The ethnic groups Temne and Mende are the two largest among Sierra Leone, and in addition the radicals Lokko, sherbo, limba, Sussu Fulani, Kono and Krio. The nationalists wanted to change the name of the country, which has little to do with the African languages. The country got its name from the Portuguese sailor Pedro de Cintra in 1462.

According to Countryaah data, three centuries later, Britain was faced with a peculiar “demographic problem” when hundreds of runaway slaves from the Caribbean arrived in London. While slavery was allowed in the colonies, it was banned in Britain, so it was decided to send the slaves back to Africa. Granville Sharp, the leader of the resistance to slavery, bought an area of ​​250 km 2 (for 60 pounds) for the chiefs of the various small groups. They built a small democratically organized farming community that quickly became the starting point for British conquest of the rest of the country. Check allcitypopulation.com to see the latest population of country Sierra Leone.

People in Sierra Leone

The former slaves – the Creoles – were thrown into an area where they had no roots of their own, and they identified themselves more closely with European culture, looked down on the “wild” in the interior of the country and acted as middlemen for it. British colonialism.

Still, the “wild” resistance became long and fierce. It reached a climax in 1898 when their leader, Bai Buré, pledged an award to each Englishman’s scalp, and thus managed to raise the whole interior of the country to arms. Yet the British, with their superior military capabilities, succeeded in beating the “wild” after nearly a year of war.

Around the colonization in 1960, the British succeeded in reaching an agreement with the traditional leaders that enabled the British to defend their interests. Sir Milton Margai of the Sierra Leone Peoples Party became the first Prime Minister of the independent Sierra Leone in 1961.

The Creoles, together with the British and Syrian-Lebanese traders, controlled the economic power, but were now displaced by the political power. Still, they retained considerable influence over Margai’s government. Upon his death in 1964, he was succeeded by his brother Albert. Everything continued unchanged – or worse. The corruption and the scam reached such heights that some observers compared the country to Cuba under the dictator Batista. The production of diamonds gave rise to extensive smuggling and crime became the most frequent way to become rich.

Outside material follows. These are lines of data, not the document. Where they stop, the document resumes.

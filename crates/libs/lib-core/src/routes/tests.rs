use super::*;
use std::sync::Arc;
use std::time::Duration;

const DOC: &str = r#"{"services": [
    {"path": "/api", "url": "http://api.internal:8080"},
    {"path": "/api/v1/auth/", "url": "http://auth.internal:8081/", "auth_protection": true},
    {"path": "/svc", "url": "https://svc.internal", "csrf_protection": true, "rbac_protection": true}
]}"#;

#[test]
fn test_longest_prefix_wins() {
    let table = RouteTable::from_document(DOC, 1).unwrap();

    let entry = table.match_path("/api/v1/auth/login").unwrap();
    assert_eq!(entry.path_prefix, "/api/v1/auth");
    assert!(entry.require_auth);

    assert_eq!(table.match_path("/api/v2/items").unwrap().path_prefix, "/api");
    assert_eq!(table.match_path("/api").unwrap().path_prefix, "/api");
}

#[test]
fn test_match_is_segment_aware() {
    let table = RouteTable::from_document(DOC, 1).unwrap();
    assert!(table.match_path("/svcx/items").is_none());
    assert!(table.match_path("/apis").is_none());
    assert!(table.match_path("/other").is_none());
    assert_eq!(table.match_path("/svc/items").unwrap().path_prefix, "/svc");
}

#[test]
fn test_root_prefix_is_catch_all() {
    let table = RouteTable::from_document(
        r#"[{"path": "/", "url": "http://fallback"}, {"path": "/svc", "url": "http://svc"}]"#,
        1,
    )
    .unwrap();
    assert_eq!(table.match_path("/anything/else").unwrap().path_prefix, "/");
    assert_eq!(table.match_path("/svc/a").unwrap().path_prefix, "/svc");
}

#[test]
fn test_flags_default() {
    let table = RouteTable::from_document(r#"[{"path": "/a", "url": "http://a"}]"#, 1).unwrap();
    let entry = &table.entries()[0];
    assert!(!entry.require_auth && !entry.require_csrf && !entry.require_session && !entry.require_rbac);
    assert!(entry.last_health_status);
}

#[test]
fn test_duplicate_normalized_prefix_rejected() {
    let doc = r#"[{"path": "/svc", "url": "http://a"}, {"path": "/svc/", "url": "http://b"}]"#;
    assert!(matches!(
        RouteTable::from_document(doc, 1),
        Err(ConfigError::DuplicatePrefix(p)) if p == "/svc"
    ));
}

#[test]
fn test_invalid_entries_rejected() {
    let cases = [
        r#"[{"path": "svc", "url": "http://a"}]"#,
        r#"[{"path": "", "url": "http://a"}]"#,
        r#"[{"path": "/svc", "url": "ftp://a"}]"#,
        r#"[{"path": "/svc", "url": "not a url"}]"#,
        r#"[{"url": "http://a"}]"#,
        r#"{"routes": []}"#,
    ];
    for doc in cases {
        assert!(RouteTable::from_document(doc, 1).is_err(), "{doc}");
    }
}

#[test]
fn test_upstream_url_strips_prefix() {
    let table = RouteTable::from_document(DOC, 1).unwrap();
    let entry = table.match_path("/api/v1/auth/login").unwrap();
    assert_eq!(
        entry.upstream_url("/api/v1/auth/login", Some("next=%2F")),
        "http://auth.internal:8081/login?next=%2F"
    );
    let entry = table.match_path("/svc").unwrap();
    assert_eq!(entry.upstream_url("/svc", None), "https://svc.internal");
}

#[test]
fn test_invalid_reload_keeps_previous_table() {
    let handle = RouteTableHandle::new(RouteTable::from_document(DOC, 1).unwrap());
    let before = handle.match_path("/svc/items");

    let result = handle.reload_from_str(r#"[{"path": "/svc", "url": "nope"}]"#);
    assert!(result.is_err());

    assert_eq!(handle.version(), 1);
    assert_eq!(handle.match_path("/svc/items"), before);
    assert_eq!(handle.stats().rejected_reloads, 1);
}

#[test]
fn test_valid_reload_swaps_and_bumps_version() {
    let handle = RouteTableHandle::new(RouteTable::from_document(DOC, 1).unwrap());
    let old_snapshot = handle.current();

    let version = handle
        .reload_from_str(r#"[{"path": "/svc", "url": "http://moved:9000"}]"#)
        .unwrap();
    assert_eq!(version, 2);
    assert_eq!(handle.match_path("/svc/a").unwrap().upstream_base_url, "http://moved:9000");
    assert!(handle.match_path("/api/x").is_none());

    // Snapshots taken before the swap are untouched.
    assert_eq!(old_snapshot.version(), 1);
    assert!(old_snapshot.match_path("/api/x").is_some());

    // Same routes again: no new version.
    let again = handle
        .reload_from_str(r#"{"services": [{"path": "/svc", "url": "http://moved:9000"}]}"#)
        .unwrap();
    assert_eq!(again, 2);
    assert_eq!(handle.stats().reloads, 1);
}

#[test]
fn test_health_update_skipped_after_reload() {
    let handle = RouteTableHandle::new(RouteTable::from_document(DOC, 1).unwrap());
    let snapshot = handle.current();

    handle
        .reload_from_str(r#"[{"path": "/svc", "url": "http://moved:9000"}]"#)
        .unwrap();
    assert!(!handle.apply_health(snapshot.version(), &[false, false, false]));
    assert!(handle.current().entries()[0].last_health_status);

    assert!(handle.apply_health(2, &[false]));
    assert!(!handle.current().entries()[0].last_health_status);
    assert_eq!(handle.version(), 2);
}

#[tokio::test]
async fn test_save_document_validates_then_writes() {
    let dir = tempfile::tempdir().unwrap();
    let path = dir.path().join("config.json");
    std::fs::write(&path, DOC).unwrap();

    let err = save_document(&path, r#"[{"path": "/x", "url": "bad"}]"#).await;
    assert!(err.is_err());
    assert_eq!(std::fs::read_to_string(&path).unwrap(), DOC);

    let entries = save_document(&path, r#"[{"path": "/x/", "url": "http://x"}]"#)
        .await
        .unwrap();
    assert_eq!(entries[0].path_prefix, "/x");
    let written = std::fs::read_to_string(&path).unwrap();
    assert!(RouteTable::from_document(&written, 1).is_ok());
    assert!(!dir.path().join("config.json.tmp").exists());
}

#[tokio::test]
async fn test_watcher_reloads_on_change_and_ignores_invalid() {
    let dir = tempfile::tempdir().unwrap();
    let path = dir.path().join("config.json");
    std::fs::write(&path, DOC).unwrap();

    let handle = Arc::new(RouteTableHandle::load_file(&path).unwrap());
    let watcher = RouteWatcher::spawn(handle.clone(), &path).unwrap();

    std::fs::write(&path, "{ not json").unwrap();
    tokio::time::sleep(Duration::from_millis(500)).await;
    assert_eq!(handle.version(), 1);

    std::fs::write(&path, r#"[{"path": "/new", "url": "http://new"}]"#).unwrap();
    let mut reloaded = false;
    for _ in 0..50 {
        tokio::time::sleep(Duration::from_millis(100)).await;
        if handle.match_path("/new/a").is_some() {
            reloaded = true;
            break;
        }
    }
    assert!(reloaded, "watcher should pick up the valid document");
    assert!(handle.version() >= 2);

    watcher.stop().await;
}

#[tokio::test]
async fn test_watcher_reload_survives_burst_of_unrelated_files() {
    let dir = tempfile::tempdir().unwrap();
    let path = dir.path().join("config.json");
    std::fs::write(&path, DOC).unwrap();

    let handle = Arc::new(RouteTableHandle::load_file(&path).unwrap());
    let watcher = RouteWatcher::spawn(handle.clone(), &path).unwrap();

    for i in 0..200 {
        std::fs::write(dir.path().join(format!("other-{i}.txt")), "noise").unwrap();
    }
    std::fs::write(&path, r#"[{"path": "/late", "url": "http://late"}]"#).unwrap();

    let mut reloaded = false;
    for _ in 0..50 {
        tokio::time::sleep(Duration::from_millis(100)).await;
        if handle.match_path("/late/a").is_some() {
            reloaded = true;
            break;
        }
    }
    assert!(reloaded, "config change behind unrelated events must not be lost");

    watcher.stop().await;
}

#[test]
fn test_dot_segments_detected_in_any_encoding() {
    for path in [
        "/api/../items",
        "/api/./items",
        "/api/..",
        "/api/%2e%2e/items",
        "/api/%2E./items",
        "/api/..%2fitems",
        "/api\\..\\items",
        "/api/..%5Citems",
    ] {
        assert!(has_dot_segment(path), "{path}");
    }
    for path in ["/api/items", "/api/v1.2/items", "/api/...", "/api/.well-known/x", "/"] {
        assert!(!has_dot_segment(path), "{path}");
    }
}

The situation first changed in 1967 when All People’s Congress (APC), led by Syaka Stevens, won the election. The Creole conservatives, traditional leaders and British neo-colonialists joined forces to remove Stevens from power. They considered him “dangerously progressive.” Stevens was overthrown at a military coup and had to go into exile in Conakry.

But as early as April 1968, a group of lower officers conducted a military coup and reinstated Stevens at the prime minister’s post – the so-called “lieutenant coup”. In 1971, he cut off diplomatic relations between Sierra Leone and the United Kingdom, proclaimed the Republic and transformed himself into president.

Stevens nationalized the carpentry companies, gave the state a majority in the diamond mining company and joined the international iron and bauxite producer association, with the aim of obtaining higher prices for these raw materials.

In 1978, he conducted a referendum to transform the country into a one-party state. The aim was to abolish the constant clashes with the opposition. The proposal was passed and the APC assumed full government responsibility and absorbed the key political leaders from the SLPP.

From 1979, the signs of economic and political crisis became increasingly clear. Declining exports, inflation, deteriorating living conditions, rising authoritarian attitudes in society as well as the increasingly frequent corruption cases have caused the popularity of the Stevens government to fall dramatically.